Directed networks are essential for representing complex systems, capturing the asymmetry of interactions in fields such as neuroscience, transportation, and social networks. Directionality reveals how influence, information, or resources flow within a network, fundamentally shaping the behavior of dynamical processes and distinguishing directed networks from their undirected counterparts. Robust null models are crucial for identifying meaningful patterns in these representations, yet designing models that preserve key features remains a significant challenge. One such critical feature is reciprocity, which reflects the balance of bidirectional interactions in directed networks and provides insights into the underlying structural and dynamical principles that shape their connectivity. This paper introduces a statistical mechanics framework for directed networks, modeling them as ensembles of interacting fermions. By controlling the reciprocity and other network properties, our formalism offers a principled approach to analyzing directed network structures and dynamics, introducing new perspectives and models and analytical tools for empirical studies.

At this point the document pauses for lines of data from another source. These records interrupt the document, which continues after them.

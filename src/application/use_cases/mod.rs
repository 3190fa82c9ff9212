/// Use cases module containing application business logic orchestration
mod analyze_product;
mod dashboard_analytics;
mod product_queries;

pub use analyze_product::AnalyzeProductUseCase;
pub use dashboard_analytics::DashboardAnalyticsUseCase;
pub use product_queries::ProductQueriesUseCase;
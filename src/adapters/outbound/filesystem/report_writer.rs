use crate::ports::outbound::OutputPresenter;
use crate::shared::error::TrustLensError;
use crate::shared::Result;
use std::fs;
use std::io::{self, Write};
use std::path::{Path, PathBuf};

/// FileSystemWriter adapter for writing reports to files
///
/// This adapter implements the OutputPresenter port for file output.
pub struct FileSystemWriter {
    output_path: PathBuf,
}

impl FileSystemWriter {
    pub fn new(output_path: PathBuf) -> Self {
        Self { output_path }
    }

    /// Validates that the parent directory exists before writing
    fn validate_parent_directory(&self) -> Result<()> {
        if let Some(parent) = self.output_path.parent() {
            if !parent.exists() && parent != Path::new("") {
                return Err(TrustLensError::ReportWriteError {
                    path: self.output_path.clone(),
                    details: format!("Parent directory does not exist: {}", parent.display()),
                }
                .into());
            }
        }
        Ok(())
    }

    /// Security validation before writing:
    /// - Reject if the output path exists and is a symlink
    /// - Reject parent directories that cannot be resolved
    fn validate_output_security(&self) -> Result<()> {
        // Check the symlink itself, not whatever it points at
        if self.output_path.exists() {
            let metadata = fs::symlink_metadata(&self.output_path).map_err(|e| {
                TrustLensError::ReportWriteError {
                    path: self.output_path.clone(),
                    details: format!("Failed to read file metadata: {}", e),
                }
            })?;

            if metadata.is_symlink() {
                return Err(TrustLensError::SecurityError {
                    path: self.output_path.clone(),
                    reason: "Output path is a symbolic link".to_string(),
                    hint: "Write the report to a regular file instead".to_string(),
                }
                .into());
            }
        }

        if let Some(parent) = self.output_path.parent() {
            if parent.exists() {
                parent.canonicalize().map_err(|e| {
                    TrustLensError::ReportWriteError {
                        path: self.output_path.clone(),
                        details: format!("Failed to validate parent directory: {}", e),
                    }
                })?;
            }
        }

        Ok(())
    }
}

impl OutputPresenter for FileSystemWriter {
    fn present(&self, content: &str) -> Result<()> {
        self.validate_parent_directory()?;
        self.validate_output_security()?;

        fs::write(&self.output_path, content).map_err(|e| TrustLensError::ReportWriteError {
            path: self.output_path.clone(),
            details: e.to_string(),
        })?;

        eprintln!("✅ Report written: {}", self.output_path.display());
        Ok(())
    }
}

/// StdoutPresenter adapter for writing reports to stdout
///
/// This adapter implements the OutputPresenter port for stdout output.
pub struct StdoutPresenter;

impl StdoutPresenter {
    pub fn new() -> Self {
        Self
    }
}

impl Default for StdoutPresenter {
    fn default() -> Self {
        Self::new()
    }
}

impl OutputPresenter for StdoutPresenter {
    fn present(&self, content: &str) -> Result<()> {
        io::stdout()
            .write_all(content.as_bytes())
            .map_err(|e| anyhow::anyhow!("Failed to write to stdout: {}", e))?;
        Ok(())
    }
}
//! trust-lens - Product trust scoring from marketplace reviews
//!
//! This library gathers reviews for a product from several marketplaces,
//! scores them with an analysis engine and serves the resulting trust
//! scores over a REST API, following hexagonal architecture principles.
//!
//! # Architecture
//!
//! The library is organized into the following layers:
//!
//! - **Domain Layer** (`trust_scoring`): Pure business logic and domain models
//! - **Application Layer** (`application`): Use cases and application services
//! - **Ports** (`ports`): Interface definitions for infrastructure
//! - **Adapters** (`adapters`): Concrete implementations of ports
//! - **Shared** (`shared`): Common utilities and error types
//!
//! # Example
//!
//! ```no_run
//! use trust_lens::prelude::*;
//! use std::sync::Arc;
//!
//! # async fn demo() -> Result<()> {
//! // Create adapters
//! let store = SqliteStore::in_memory().await?;
//! let sources = sample_sources();
//! let engine = Arc::new(LexiconEngine::new());
//! let progress = Arc::new(TracingProgressReporter::new());
//!
//! // Create use case with injected dependencies
//! let use_case = AnalyzeProductUseCase::new(sources, engine, Arc::new(store), progress);
//!
//! // Execute
//! let request = AnalyzeProductRequest::default();
//! let report = use_case.analyze(request).await?;
//! println!("{}", report.product.name);
//! # Ok(())
//! # }
//! ```

pub mod adapters;
pub mod application;
pub mod cli;
pub mod config;
pub mod ports;
pub mod shared;
pub mod trust_scoring;

/// Prelude module for convenient imports
pub mod prelude {
    pub use crate::adapters::inbound::rest::{self, AppState};
    pub use crate::adapters::outbound::console::{StderrProgressReporter, TracingProgressReporter};
    pub use crate::adapters::outbound::engine::{GeminiEngine, LexiconEngine};
    pub use crate::adapters::outbound::filesystem::{FileSystemWriter, StdoutPresenter};
    pub use crate::adapters::outbound::formatters::{JsonFormatter, MarkdownFormatter};
    pub use crate::adapters::outbound::marketplaces::{sample_sources, CachingReviewSource};
    pub use crate::adapters::outbound::persistence::SqliteStore;
    pub use crate::application::dto::{
        AnalysisReport, AnalyzeProductRequest, DashboardAnalytics, ProductListing,
    };
    pub use crate::application::factories::{EngineFactory, FormatterFactory, PresenterFactory};
    pub use crate::application::use_cases::{
        AnalyzeProductUseCase, DashboardAnalyticsUseCase, ProductQueriesUseCase,
    };
    pub use crate::config::{EngineConfig, EngineProvider, ServiceConfig};
    pub use crate::ports::inbound::{DashboardPort, ProductAnalysisPort, ProductQueryPort};
    pub use crate::ports::outbound::{
        AnalysisEngine, AnalyticsRepository, OutputPresenter, ProductRepository, ProgressReporter,
        ReportFormatter, ReviewRepository, ReviewSource,
    };
    pub use crate::shared::Result;
    pub use crate::trust_scoring::domain::{Platform, Product, Review, TrustScore};
    pub use crate::trust_scoring::services::TrustCalculator;
}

Keywords: Fermi statistics; complex networks; directed networks; maximum entropy; reciprocity.

Figure 1

Possible fermionic states between a pair of nodes i and j, and their associated energies. The solid arrow indicates the presence of a directed link and the dashed arrow an empty state. When the two fermions simultaneously occupy the two states, $i\to j$ and $j\to i$, the total energy includes a correction $\Delta {\epsilon }_{ij}$ added to the sum of the energies of the partially occupied states.

Figure 2

Reciprocity of the interacting directed ${\mathbb{S}}^d$ model for fully correlated in- and out-energies, as a function of $\Delta \epsilon$. Different curves correspond to different temperatures ${\beta }^{-1}$.